What the exercise asks :: Report each line of the entries below that has the word "entry" in it.

Saved entries:
┌──

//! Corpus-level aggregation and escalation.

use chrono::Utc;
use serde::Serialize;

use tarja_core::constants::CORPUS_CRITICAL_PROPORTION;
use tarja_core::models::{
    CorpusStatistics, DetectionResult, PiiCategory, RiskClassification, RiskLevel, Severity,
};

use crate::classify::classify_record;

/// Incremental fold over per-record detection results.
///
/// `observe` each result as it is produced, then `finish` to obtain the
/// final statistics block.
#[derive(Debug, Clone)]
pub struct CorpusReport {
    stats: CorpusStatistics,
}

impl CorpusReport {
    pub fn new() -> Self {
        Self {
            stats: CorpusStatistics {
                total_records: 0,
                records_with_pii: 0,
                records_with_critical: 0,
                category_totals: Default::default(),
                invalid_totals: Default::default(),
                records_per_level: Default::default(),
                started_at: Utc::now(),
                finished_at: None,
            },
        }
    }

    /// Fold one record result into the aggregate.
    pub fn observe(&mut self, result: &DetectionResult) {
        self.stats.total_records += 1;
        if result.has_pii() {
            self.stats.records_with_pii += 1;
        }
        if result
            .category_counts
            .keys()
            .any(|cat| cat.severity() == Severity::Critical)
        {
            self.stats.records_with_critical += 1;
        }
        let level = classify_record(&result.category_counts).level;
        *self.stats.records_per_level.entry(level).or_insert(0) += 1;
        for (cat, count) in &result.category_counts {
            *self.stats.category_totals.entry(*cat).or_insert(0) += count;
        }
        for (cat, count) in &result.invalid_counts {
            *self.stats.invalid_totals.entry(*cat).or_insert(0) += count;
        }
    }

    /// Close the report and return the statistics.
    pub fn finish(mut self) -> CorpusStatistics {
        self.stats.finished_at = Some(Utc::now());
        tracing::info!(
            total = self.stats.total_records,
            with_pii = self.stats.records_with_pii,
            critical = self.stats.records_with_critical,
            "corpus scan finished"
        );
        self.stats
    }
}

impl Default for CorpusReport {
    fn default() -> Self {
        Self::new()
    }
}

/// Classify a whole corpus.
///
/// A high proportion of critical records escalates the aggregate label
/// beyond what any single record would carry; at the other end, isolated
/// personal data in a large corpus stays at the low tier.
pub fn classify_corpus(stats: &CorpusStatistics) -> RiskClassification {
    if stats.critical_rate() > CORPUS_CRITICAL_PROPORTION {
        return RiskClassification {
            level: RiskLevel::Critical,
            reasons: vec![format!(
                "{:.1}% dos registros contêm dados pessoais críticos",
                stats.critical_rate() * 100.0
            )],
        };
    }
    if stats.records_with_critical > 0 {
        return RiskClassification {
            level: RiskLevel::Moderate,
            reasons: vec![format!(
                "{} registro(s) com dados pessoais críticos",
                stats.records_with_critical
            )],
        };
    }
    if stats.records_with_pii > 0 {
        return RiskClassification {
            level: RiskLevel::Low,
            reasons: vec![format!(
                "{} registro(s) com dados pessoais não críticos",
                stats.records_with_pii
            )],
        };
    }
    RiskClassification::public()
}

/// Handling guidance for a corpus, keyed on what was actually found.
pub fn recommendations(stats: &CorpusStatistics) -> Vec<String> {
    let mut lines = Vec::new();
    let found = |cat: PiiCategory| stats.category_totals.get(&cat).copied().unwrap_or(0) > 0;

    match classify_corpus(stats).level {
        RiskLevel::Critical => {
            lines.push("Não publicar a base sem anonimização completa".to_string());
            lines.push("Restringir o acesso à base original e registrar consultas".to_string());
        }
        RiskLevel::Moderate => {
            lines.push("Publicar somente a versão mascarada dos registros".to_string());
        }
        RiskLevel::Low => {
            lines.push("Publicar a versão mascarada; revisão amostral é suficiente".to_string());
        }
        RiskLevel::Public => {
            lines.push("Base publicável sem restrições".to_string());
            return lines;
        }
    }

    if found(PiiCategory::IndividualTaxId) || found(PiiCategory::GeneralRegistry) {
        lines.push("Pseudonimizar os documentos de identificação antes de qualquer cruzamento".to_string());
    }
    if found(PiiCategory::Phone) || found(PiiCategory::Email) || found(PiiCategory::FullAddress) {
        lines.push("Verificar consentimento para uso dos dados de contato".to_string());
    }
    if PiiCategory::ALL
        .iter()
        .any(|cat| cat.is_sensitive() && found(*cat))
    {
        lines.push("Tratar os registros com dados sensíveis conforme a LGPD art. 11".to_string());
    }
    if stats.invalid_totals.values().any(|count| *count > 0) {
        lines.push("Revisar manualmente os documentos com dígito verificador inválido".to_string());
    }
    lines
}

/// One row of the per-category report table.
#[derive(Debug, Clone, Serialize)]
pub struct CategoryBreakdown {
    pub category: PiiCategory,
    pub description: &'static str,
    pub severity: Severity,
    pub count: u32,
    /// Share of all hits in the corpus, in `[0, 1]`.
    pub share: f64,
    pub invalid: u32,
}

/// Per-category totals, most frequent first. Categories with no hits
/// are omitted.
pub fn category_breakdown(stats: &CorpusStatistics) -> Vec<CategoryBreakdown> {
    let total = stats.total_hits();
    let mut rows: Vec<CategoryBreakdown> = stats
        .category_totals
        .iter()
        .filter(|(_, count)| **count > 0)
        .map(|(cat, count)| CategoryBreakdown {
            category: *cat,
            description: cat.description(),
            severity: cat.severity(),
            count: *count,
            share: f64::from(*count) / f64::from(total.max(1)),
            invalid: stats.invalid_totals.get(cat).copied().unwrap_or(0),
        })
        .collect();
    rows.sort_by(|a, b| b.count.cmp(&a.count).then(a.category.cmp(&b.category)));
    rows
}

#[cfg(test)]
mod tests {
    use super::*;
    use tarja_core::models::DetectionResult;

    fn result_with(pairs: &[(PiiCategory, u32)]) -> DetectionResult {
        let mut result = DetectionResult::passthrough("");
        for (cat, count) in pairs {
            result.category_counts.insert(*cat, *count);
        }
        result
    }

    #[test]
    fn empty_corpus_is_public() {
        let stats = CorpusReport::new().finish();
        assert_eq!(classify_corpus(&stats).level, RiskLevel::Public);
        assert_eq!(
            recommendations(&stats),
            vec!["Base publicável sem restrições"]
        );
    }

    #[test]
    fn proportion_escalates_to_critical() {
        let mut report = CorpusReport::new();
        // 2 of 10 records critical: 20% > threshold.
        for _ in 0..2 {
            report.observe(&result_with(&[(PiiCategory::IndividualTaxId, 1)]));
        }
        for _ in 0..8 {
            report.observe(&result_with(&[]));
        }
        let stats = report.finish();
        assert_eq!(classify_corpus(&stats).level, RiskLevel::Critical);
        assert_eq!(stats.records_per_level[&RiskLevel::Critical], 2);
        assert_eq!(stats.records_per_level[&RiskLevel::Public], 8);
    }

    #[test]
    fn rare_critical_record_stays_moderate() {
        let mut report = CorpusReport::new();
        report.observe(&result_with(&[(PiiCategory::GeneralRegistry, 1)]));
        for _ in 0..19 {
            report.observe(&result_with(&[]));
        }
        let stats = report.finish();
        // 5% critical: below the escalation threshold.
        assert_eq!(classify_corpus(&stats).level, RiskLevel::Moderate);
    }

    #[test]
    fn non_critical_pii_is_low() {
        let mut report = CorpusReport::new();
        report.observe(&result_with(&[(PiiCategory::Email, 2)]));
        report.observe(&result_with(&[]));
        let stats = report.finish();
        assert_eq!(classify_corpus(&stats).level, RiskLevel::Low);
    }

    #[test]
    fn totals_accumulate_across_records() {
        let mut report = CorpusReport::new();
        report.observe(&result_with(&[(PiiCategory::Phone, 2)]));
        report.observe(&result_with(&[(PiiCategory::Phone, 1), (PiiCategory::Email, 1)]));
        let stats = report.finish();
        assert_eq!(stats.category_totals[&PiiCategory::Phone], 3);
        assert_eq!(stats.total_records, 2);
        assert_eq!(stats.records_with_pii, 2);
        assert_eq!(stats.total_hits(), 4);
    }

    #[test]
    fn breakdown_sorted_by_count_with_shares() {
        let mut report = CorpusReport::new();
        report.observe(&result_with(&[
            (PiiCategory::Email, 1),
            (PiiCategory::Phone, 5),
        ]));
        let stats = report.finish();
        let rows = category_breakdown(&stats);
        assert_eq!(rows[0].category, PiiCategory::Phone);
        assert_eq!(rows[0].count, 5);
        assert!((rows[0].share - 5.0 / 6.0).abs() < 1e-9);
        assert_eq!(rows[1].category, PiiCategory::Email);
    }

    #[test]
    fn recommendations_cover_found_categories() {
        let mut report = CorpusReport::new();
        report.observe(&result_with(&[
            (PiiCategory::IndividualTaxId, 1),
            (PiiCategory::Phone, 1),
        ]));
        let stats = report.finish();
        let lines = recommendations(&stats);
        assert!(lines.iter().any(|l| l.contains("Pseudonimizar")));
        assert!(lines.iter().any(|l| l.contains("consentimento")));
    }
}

└──

Written response ::
        *self.stats.records_per_level.entry(level).or_insert(0) += 1;
            *self.stats.category_totals.entry(*cat).or_insert(0) += count;
            *self.stats.invalid_totals.entry(*cat).or_insert(0) += count;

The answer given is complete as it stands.